WHAT TO PRODUCE:
Looking at the listing, state how many of its lines contain the string "received". Write only the number.

INFORMATION PROVIDED:
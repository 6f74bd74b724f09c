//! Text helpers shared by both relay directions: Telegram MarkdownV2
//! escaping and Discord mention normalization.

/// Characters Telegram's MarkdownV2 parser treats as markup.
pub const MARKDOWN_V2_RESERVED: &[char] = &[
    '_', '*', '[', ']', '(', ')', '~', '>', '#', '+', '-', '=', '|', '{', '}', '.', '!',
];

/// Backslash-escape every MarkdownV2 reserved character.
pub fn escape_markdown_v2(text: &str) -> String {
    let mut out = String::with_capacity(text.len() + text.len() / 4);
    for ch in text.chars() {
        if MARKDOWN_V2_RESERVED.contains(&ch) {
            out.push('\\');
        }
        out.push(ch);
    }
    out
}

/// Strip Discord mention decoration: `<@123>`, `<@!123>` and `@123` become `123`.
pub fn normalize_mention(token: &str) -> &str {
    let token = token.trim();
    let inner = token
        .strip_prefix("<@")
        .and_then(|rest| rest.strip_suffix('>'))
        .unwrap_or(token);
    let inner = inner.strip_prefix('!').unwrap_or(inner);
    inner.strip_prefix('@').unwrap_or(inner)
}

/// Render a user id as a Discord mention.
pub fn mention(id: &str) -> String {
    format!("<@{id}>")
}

---

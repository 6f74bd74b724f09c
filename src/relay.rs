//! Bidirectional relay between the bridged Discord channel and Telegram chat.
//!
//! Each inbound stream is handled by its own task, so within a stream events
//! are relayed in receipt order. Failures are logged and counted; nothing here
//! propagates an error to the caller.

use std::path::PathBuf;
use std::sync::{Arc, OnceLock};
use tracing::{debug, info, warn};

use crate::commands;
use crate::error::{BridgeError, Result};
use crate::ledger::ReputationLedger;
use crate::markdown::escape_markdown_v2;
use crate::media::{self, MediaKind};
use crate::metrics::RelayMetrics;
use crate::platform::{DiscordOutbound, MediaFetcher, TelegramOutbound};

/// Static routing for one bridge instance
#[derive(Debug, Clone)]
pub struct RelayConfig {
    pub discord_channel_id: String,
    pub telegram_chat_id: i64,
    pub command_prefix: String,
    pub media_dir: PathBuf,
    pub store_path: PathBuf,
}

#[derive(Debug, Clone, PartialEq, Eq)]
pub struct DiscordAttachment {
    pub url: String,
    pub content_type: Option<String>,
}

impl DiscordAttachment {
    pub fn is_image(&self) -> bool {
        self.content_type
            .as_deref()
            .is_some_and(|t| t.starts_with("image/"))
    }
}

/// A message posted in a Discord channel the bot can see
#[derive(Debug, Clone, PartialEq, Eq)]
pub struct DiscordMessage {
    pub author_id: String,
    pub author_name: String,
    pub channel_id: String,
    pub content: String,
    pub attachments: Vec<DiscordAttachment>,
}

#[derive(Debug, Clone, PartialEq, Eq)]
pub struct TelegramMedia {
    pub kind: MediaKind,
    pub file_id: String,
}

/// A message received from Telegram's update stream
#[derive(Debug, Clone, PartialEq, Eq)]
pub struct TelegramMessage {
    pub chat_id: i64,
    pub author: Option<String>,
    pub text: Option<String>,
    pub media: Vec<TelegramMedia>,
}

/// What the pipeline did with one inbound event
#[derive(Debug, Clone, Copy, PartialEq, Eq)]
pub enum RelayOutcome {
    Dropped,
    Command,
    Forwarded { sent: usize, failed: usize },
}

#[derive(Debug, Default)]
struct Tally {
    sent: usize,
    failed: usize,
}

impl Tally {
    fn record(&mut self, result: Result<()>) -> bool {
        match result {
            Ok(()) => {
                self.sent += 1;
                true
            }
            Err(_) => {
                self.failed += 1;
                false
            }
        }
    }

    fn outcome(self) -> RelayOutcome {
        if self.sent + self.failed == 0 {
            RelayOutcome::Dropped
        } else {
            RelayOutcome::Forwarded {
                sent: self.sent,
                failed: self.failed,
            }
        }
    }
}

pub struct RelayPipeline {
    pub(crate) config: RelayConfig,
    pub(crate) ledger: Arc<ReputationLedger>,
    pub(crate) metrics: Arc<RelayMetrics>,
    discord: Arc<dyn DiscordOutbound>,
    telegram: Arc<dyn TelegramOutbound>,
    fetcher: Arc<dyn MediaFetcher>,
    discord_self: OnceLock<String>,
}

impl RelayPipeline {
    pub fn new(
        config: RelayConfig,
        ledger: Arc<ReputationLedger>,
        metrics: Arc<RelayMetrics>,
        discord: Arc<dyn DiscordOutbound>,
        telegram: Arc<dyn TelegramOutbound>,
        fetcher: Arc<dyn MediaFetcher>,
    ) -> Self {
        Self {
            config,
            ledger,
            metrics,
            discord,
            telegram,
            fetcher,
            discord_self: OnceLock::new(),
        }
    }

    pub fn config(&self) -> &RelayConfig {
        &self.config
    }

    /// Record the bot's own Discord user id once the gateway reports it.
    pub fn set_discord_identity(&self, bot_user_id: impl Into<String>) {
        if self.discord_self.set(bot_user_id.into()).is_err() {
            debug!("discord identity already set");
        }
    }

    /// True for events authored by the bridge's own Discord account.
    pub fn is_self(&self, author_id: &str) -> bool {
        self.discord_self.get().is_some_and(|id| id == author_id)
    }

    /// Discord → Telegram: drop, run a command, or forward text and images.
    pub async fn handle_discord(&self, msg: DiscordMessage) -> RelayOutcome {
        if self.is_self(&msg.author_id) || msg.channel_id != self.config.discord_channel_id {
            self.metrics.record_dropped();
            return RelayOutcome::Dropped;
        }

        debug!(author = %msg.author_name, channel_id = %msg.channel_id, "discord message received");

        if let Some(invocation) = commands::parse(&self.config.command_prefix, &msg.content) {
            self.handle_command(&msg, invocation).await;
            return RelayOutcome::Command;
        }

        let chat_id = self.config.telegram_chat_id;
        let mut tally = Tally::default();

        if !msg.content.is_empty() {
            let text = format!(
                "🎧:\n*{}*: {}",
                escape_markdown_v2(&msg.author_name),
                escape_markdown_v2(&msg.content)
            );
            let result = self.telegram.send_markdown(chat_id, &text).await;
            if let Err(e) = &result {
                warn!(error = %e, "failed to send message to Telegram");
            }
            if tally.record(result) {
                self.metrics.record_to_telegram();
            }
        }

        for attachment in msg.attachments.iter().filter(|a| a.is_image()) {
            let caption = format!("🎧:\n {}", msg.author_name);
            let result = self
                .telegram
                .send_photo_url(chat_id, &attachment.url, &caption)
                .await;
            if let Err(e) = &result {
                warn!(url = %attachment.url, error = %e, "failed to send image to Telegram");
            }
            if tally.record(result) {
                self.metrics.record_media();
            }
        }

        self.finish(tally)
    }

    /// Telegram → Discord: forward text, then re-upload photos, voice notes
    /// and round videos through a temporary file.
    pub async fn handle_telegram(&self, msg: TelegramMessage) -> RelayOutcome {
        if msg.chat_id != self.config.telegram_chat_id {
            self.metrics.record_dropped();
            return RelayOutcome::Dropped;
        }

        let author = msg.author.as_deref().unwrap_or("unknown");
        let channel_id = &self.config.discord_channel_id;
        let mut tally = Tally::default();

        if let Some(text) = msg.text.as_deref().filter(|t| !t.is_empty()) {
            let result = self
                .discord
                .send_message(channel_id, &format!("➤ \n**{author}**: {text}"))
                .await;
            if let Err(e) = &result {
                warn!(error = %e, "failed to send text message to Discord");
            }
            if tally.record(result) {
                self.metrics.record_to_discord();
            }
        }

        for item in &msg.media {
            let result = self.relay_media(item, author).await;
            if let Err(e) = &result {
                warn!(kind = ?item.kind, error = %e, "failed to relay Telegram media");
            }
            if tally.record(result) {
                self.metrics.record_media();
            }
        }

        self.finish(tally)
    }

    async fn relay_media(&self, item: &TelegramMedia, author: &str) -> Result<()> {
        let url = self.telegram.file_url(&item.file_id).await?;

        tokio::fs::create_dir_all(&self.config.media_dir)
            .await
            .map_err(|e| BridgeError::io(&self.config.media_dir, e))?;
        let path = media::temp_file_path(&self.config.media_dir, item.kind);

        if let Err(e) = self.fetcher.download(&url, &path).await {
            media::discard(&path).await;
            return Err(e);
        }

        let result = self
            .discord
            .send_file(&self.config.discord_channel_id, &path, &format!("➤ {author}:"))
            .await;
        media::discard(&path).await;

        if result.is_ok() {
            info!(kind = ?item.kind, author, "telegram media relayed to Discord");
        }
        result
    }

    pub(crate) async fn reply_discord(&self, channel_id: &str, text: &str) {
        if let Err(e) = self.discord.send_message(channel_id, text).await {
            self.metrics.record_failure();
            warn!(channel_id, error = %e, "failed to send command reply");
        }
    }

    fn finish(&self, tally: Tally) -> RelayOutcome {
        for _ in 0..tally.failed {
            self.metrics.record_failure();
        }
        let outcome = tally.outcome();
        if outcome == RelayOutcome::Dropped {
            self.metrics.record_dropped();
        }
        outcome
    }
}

RESPONSE AREA:
2